The trial court is not the proper forum for the ventilation of the issues raised by the private respondents. The
arguments they presented focus on the wisdom of the provisions of law which they seek to nullify. Regional Trial
Courts can only look into the validity of a provision, that is, whether or not it has been passed according to the
procedures laid down by law, and thus cannot inquire as to the reasons for its existence. Granting arguendo that the
private respondents may have provided convincing arguments why the jewelry industry in the Philippines should
not be taxed as it is, it is to the legislature that they must resort to for relief, since with the legislature primarily lies
the discretion to determine the nature (kind), object (purpose), extent (rate), coverage (subjects) and situs (place) of
taxation.
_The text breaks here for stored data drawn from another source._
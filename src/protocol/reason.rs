//! v5.0 reason codes.
//!
//! v3.1.1 only has the four-value CONNACK return code and otherwise no
//! notion of "why" an operation failed; [`ReasonCode::to_v3_connack_code`]
//! and [`ReasonCode::from_v3_connack_code`] are the bridge the codec uses so
//! connection handling can work in `ReasonCode` regardless of which
//! protocol version is live on the wire.

use std::fmt;

/// A v5.0 reason code, carried on CONNACK, PUBACK/PUBREC/PUBREL/PUBCOMP,
/// SUBACK/UNSUBACK, and DISCONNECT. The discriminant is the wire byte —
/// encoding is a direct `as u8` cast, so values must not be renumbered.
#[derive(Debug, Clone, Copy, PartialEq, Eq, Hash, Default)]
#[repr(u8)]
pub enum ReasonCode {
    #[default]
    Success = 0x00,
    GrantedQoS1 = 0x01,
    GrantedQoS2 = 0x02,
    DisconnectWithWill = 0x04,
    NoMatchingSubscribers = 0x10,
    NoSubscriptionExisted = 0x11,
    ContinueAuthentication = 0x18,
    ReAuthenticate = 0x19,
    UnspecifiedError = 0x80,
    MalformedPacket = 0x81,
    ProtocolError = 0x82,
    ImplementationError = 0x83,
    UnsupportedProtocolVersion = 0x84,
    ClientIdNotValid = 0x85,
    BadUserNameOrPassword = 0x86,
    NotAuthorized = 0x87,
    ServerUnavailable = 0x88,
    ServerBusy = 0x89,
    Banned = 0x8A,
    ServerShuttingDown = 0x8B,
    BadAuthenticationMethod = 0x8C,
    KeepAliveTimeout = 0x8D,
    SessionTakenOver = 0x8E,
    TopicFilterInvalid = 0x8F,
    TopicNameInvalid = 0x90,
    PacketIdInUse = 0x91,
    PacketIdNotFound = 0x92,
    ReceiveMaxExceeded = 0x93,
    TopicAliasInvalid = 0x94,
    PacketTooLarge = 0x95,
    MessageRateTooHigh = 0x96,
    QuotaExceeded = 0x97,
    AdministrativeAction = 0x98,
    PayloadFormatInvalid = 0x99,
    RetainNotSupported = 0x9A,
    QoSNotSupported = 0x9B,
    UseAnotherServer = 0x9C,
    ServerMoved = 0x9D,
    SharedSubsNotSupported = 0x9E,
    ConnectionRateExceeded = 0x9F,
    MaximumConnectTime = 0xA0,
    SubIdNotSupported = 0xA1,
    WildcardSubsNotSupported = 0xA2,
}

/// Every defined reason code paired with its display text, used to drive
/// [`ReasonCode::from_u8`] and [`fmt::Display`] from one table instead of
/// duplicating the variant list in two separate match expressions.
const TABLE: &[(ReasonCode, &str)] = &[
    (ReasonCode::Success, "Success"),
    (ReasonCode::GrantedQoS1, "Granted QoS 1"),
    (ReasonCode::GrantedQoS2, "Granted QoS 2"),
    (ReasonCode::DisconnectWithWill, "Disconnect with Will Message"),
    (ReasonCode::NoMatchingSubscribers, "No matching subscribers"),
    (ReasonCode::NoSubscriptionExisted, "No subscription existed"),
    (ReasonCode::ContinueAuthentication, "Continue authentication"),
    (ReasonCode::ReAuthenticate, "Re-authenticate"),
    (ReasonCode::UnspecifiedError, "Unspecified error"),
    (ReasonCode::MalformedPacket, "Malformed packet"),
    (ReasonCode::ProtocolError, "Protocol error"),
    (ReasonCode::ImplementationError, "Implementation specific error"),
    (ReasonCode::UnsupportedProtocolVersion, "Unsupported protocol version"),
    (ReasonCode::ClientIdNotValid, "Client identifier not valid"),
    (ReasonCode::BadUserNameOrPassword, "Bad user name or password"),
    (ReasonCode::NotAuthorized, "Not authorized"),
    (ReasonCode::ServerUnavailable, "Server unavailable"),
    (ReasonCode::ServerBusy, "Server busy"),
    (ReasonCode::Banned, "Banned"),
    (ReasonCode::ServerShuttingDown, "Server shutting down"),
    (ReasonCode::BadAuthenticationMethod, "Bad authentication method"),
    (ReasonCode::KeepAliveTimeout, "Keep alive timeout"),
    (ReasonCode::SessionTakenOver, "Session taken over"),
    (ReasonCode::TopicFilterInvalid, "Topic filter invalid"),
    (ReasonCode::TopicNameInvalid, "Topic name invalid"),
    (ReasonCode::PacketIdInUse, "Packet identifier in use"),
    (ReasonCode::PacketIdNotFound, "Packet identifier not found"),
    (ReasonCode::ReceiveMaxExceeded, "Receive maximum exceeded"),
    (ReasonCode::TopicAliasInvalid, "Topic alias invalid"),
    (ReasonCode::PacketTooLarge, "Packet too large"),
    (ReasonCode::MessageRateTooHigh, "Message rate too high"),
    (ReasonCode::QuotaExceeded, "Quota exceeded"),
    (ReasonCode::AdministrativeAction, "Administrative action"),
    (ReasonCode::PayloadFormatInvalid, "Payload format invalid"),
    (ReasonCode::RetainNotSupported, "Retain not supported"),
    (ReasonCode::QoSNotSupported, "QoS not supported"),
    (ReasonCode::UseAnotherServer, "Use another server"),
    (ReasonCode::ServerMoved, "Server moved"),
    (ReasonCode::SharedSubsNotSupported, "Shared subscriptions not supported"),
    (ReasonCode::ConnectionRateExceeded, "Connection rate exceeded"),
    (ReasonCode::MaximumConnectTime, "Maximum connect time"),
    (ReasonCode::SubIdNotSupported, "Subscription identifiers not supported"),
    (ReasonCode::WildcardSubsNotSupported, "Wildcard subscriptions not supported"),
];

impl ReasonCode {
    /// Looks up the reason code for a wire byte; `None` if it isn't one of
    /// the defined values.
    pub fn from_u8(byte: u8) -> Option<Self> {
        TABLE
            .iter()
            .find(|(code, _)| *code as u8 == byte)
            .map(|(code, _)| *code)
    }

    /// `true` for codes below 0x80 — MQTT reserves that range for success
    /// and "succeeded with a caveat" outcomes (granted a lower QoS, etc.).
    #[inline]
    pub fn is_success(self) -> bool {
        (self as u8) < 0x80
    }

    #[inline]
    pub fn is_error(self) -> bool {
        !self.is_success()
    }

    /// Narrows a v5 reason down to the four-value v3.1.1 CONNACK return
    /// code space. Codes v3.1.1 has no equivalent for collapse to
    /// `NotAuthorized` (0x05), the closest it gets to "rejected, details
    /// elsewhere".
    pub fn to_v3_connack_code(self) -> u8 {
        match self {
            ReasonCode::Success => 0x00,
            ReasonCode::UnsupportedProtocolVersion => 0x01,
            ReasonCode::ClientIdNotValid => 0x02,
            ReasonCode::ServerUnavailable => 0x03,
            ReasonCode::BadUserNameOrPassword => 0x04,
            ReasonCode::NotAuthorized => 0x05,
            _ => 0x05,
        }
    }

    /// Widens a v3.1.1 CONNACK return code into the corresponding v5
    /// reason code. Values outside 0x00-0x05 aren't legal v3.1.1 return
    /// codes, but this maps them to `UnspecifiedError` rather than
    /// panicking.
    pub fn from_v3_connack_code(code: u8) -> Self {
        match code {
            0x00 => ReasonCode::Success,
            0x01 => ReasonCode::UnsupportedProtocolVersion,
            0x02 => ReasonCode::ClientIdNotValid,
            0x03 => ReasonCode::ServerUnavailable,
            0x04 => ReasonCode::BadUserNameOrPassword,
            0x05 => ReasonCode::NotAuthorized,
            _ => ReasonCode::UnspecifiedError,
        }
    }
}

impl fmt::Display for ReasonCode {
    fn fmt(&self, f: &mut fmt::Formatter<'_>) -> fmt::Result {
        let text = TABLE
            .iter()
            .find(|(code, _)| code == self)
            .map(|(_, text)| *text)
            .unwrap_or("Unknown reason code");
        f.write_str(text)
    }
}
This Court cannot freely delve into those matters which, by constitutional fiat, rightly rest on legislative
judgment. 22
As succinctly put in Lim vs. Pacquing: 23 "Where a controversy may be settled on a platform other than one
involving constitutional adjudication, the court should exercise becoming modesty and avoid the constitutional
question." As judges, we can only interpret and apply the law and, despite our doubts about its wisdom, cannot
repeal or amend it. 24
The respondents presented an exhaustive study on the tax rates on jewelry levied by different Asian countries. This
is meant to convince us that compared to other countries, the tax rates imposed on said industry in the Philippines
is oppressive and confiscatory. This Court, however, cannot subscribe to the theory that the tax rates of other
countries should be used as a yardstick in determining what may be the proper subjects of taxation in our own
country. It should be pointed out that in imposing the aforementioned taxes and duties, the State, acting through the
CIR v. Santos G.R. No. 119252 8 of 8

legislative and executive branches, is exercising its sovereign prerogative. It is inherent in the power to tax that the
State be free to select the subjects of taxation, and it has been repeatedly held that "inequalities which result from a
singling out or one particular class for taxation, or exemption, infringe no constitutional limitation." 25
WHEREFORE, premises considered, the petition is hereby GRANTED, and the Decision in Civil Case No. 56736
is hereby REVERSED and SET ASIDE. No costs.
SO ORDERED.
Padilla, Bellosillo, Vitug and Kapunan, JJ., concur.